(Saved entries)
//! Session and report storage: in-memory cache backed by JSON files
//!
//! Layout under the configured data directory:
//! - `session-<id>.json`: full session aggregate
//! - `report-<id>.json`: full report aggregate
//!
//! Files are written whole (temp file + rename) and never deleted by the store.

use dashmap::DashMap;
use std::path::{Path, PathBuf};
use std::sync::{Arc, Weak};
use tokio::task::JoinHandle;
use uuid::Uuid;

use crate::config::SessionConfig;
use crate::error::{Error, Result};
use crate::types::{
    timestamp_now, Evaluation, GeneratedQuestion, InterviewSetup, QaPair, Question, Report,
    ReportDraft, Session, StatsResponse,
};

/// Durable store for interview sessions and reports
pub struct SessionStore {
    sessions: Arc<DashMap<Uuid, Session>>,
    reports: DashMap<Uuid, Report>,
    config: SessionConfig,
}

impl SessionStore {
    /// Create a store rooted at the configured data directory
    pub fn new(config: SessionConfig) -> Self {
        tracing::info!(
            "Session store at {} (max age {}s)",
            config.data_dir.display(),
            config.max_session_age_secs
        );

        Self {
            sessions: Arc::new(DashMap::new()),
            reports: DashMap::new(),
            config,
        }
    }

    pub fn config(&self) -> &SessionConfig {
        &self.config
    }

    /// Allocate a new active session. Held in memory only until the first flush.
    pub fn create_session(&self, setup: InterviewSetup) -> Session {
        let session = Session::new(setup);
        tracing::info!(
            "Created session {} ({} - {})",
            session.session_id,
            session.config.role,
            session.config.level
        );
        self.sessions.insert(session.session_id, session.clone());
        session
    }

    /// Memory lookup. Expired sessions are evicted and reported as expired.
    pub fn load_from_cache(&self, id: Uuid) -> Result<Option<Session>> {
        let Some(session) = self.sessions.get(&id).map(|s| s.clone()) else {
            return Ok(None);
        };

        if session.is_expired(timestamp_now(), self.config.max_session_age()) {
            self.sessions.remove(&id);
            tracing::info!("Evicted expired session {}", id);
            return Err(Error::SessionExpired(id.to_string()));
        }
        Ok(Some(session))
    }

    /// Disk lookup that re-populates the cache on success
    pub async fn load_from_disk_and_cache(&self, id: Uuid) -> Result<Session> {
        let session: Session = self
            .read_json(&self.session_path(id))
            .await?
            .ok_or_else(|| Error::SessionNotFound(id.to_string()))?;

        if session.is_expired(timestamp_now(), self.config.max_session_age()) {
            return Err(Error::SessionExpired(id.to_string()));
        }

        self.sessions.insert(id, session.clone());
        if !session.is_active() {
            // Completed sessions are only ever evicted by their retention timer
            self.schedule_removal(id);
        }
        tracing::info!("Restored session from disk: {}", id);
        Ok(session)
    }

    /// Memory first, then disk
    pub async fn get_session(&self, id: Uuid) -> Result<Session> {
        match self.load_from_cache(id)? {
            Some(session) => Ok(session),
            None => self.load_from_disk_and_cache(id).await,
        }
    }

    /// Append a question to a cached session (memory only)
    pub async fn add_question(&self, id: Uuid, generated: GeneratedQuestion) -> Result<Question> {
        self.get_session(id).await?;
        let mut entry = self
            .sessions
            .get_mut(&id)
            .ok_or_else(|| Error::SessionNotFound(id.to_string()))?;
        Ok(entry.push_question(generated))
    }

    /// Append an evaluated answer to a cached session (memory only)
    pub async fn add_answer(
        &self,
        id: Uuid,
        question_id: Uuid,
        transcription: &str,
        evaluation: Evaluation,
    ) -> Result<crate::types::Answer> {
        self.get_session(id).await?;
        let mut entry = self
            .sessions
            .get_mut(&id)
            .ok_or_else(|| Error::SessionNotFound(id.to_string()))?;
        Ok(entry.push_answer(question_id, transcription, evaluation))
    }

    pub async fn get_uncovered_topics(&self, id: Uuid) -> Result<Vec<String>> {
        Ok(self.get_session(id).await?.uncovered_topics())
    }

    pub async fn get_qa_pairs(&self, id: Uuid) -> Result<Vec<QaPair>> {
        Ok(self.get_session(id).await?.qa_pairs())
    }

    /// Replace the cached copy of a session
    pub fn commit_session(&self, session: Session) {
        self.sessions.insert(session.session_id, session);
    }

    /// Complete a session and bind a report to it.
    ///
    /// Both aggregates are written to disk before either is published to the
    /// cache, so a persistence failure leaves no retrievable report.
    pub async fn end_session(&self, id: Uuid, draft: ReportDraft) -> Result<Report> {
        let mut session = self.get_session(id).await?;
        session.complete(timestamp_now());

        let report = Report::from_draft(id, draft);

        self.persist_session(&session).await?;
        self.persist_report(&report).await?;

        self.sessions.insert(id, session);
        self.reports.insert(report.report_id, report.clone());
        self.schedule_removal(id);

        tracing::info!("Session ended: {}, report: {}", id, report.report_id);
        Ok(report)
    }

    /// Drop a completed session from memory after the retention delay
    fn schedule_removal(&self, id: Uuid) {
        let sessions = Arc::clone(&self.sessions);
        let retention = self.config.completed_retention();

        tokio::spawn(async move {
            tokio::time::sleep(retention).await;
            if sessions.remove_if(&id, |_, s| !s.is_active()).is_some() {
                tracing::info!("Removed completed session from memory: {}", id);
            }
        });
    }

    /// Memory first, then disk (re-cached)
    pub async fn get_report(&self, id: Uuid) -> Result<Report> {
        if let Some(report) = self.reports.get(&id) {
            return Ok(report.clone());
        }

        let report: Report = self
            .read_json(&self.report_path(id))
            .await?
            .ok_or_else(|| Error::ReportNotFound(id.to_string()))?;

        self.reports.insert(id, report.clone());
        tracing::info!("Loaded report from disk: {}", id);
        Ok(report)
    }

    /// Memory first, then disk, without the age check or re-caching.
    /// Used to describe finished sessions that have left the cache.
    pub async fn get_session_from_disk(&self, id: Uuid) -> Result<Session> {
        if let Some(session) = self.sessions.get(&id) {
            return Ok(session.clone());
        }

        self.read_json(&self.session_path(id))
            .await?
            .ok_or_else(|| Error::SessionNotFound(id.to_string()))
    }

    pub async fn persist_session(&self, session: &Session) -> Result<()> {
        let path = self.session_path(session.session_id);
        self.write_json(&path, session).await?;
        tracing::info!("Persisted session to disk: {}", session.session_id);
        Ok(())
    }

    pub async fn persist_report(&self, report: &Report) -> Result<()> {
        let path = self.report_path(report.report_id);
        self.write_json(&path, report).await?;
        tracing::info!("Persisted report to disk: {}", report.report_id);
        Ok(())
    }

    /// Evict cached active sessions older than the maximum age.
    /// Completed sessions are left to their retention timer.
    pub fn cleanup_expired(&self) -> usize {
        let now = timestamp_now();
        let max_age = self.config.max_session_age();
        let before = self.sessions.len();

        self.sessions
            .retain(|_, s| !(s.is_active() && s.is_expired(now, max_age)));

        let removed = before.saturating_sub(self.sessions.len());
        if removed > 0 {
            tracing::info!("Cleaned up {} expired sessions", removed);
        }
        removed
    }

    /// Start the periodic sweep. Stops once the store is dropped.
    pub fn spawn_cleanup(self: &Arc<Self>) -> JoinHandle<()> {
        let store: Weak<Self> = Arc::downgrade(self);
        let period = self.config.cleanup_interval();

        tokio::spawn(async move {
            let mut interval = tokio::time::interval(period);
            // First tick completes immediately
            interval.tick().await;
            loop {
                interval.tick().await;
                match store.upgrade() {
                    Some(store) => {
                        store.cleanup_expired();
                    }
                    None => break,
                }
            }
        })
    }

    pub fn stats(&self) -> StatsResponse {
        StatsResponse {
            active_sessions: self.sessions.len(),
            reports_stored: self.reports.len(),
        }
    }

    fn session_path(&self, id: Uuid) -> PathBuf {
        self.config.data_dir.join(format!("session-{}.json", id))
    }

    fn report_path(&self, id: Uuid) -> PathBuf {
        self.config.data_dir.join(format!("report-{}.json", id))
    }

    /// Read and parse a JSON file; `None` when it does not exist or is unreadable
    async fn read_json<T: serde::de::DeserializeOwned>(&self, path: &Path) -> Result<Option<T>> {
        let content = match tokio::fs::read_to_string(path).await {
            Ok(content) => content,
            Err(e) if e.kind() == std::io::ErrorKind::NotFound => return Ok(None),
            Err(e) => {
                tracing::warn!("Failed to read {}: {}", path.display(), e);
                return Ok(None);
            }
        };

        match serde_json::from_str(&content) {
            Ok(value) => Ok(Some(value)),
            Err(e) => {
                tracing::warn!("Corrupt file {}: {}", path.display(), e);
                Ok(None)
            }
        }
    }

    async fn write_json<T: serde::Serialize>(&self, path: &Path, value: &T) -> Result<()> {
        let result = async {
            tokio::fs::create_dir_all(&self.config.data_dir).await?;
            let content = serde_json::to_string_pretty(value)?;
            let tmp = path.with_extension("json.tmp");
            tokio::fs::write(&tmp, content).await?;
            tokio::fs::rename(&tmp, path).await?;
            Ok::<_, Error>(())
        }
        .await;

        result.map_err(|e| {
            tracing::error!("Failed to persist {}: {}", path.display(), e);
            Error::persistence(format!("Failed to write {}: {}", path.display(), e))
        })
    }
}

_What is expected_
Look through the entries for the string "None". Every line that has it belongs in the answer.

_Answer to this problem_
            return Ok(None);
            None => self.load_from_disk_and_cache(id).await,
                    None => break,
    /// Read and parse a JSON file; `None` when it does not exist or is unreadable
            Err(e) if e.kind() == std::io::ErrorKind::NotFound => return Ok(None),
                return Ok(None);
                Ok(None)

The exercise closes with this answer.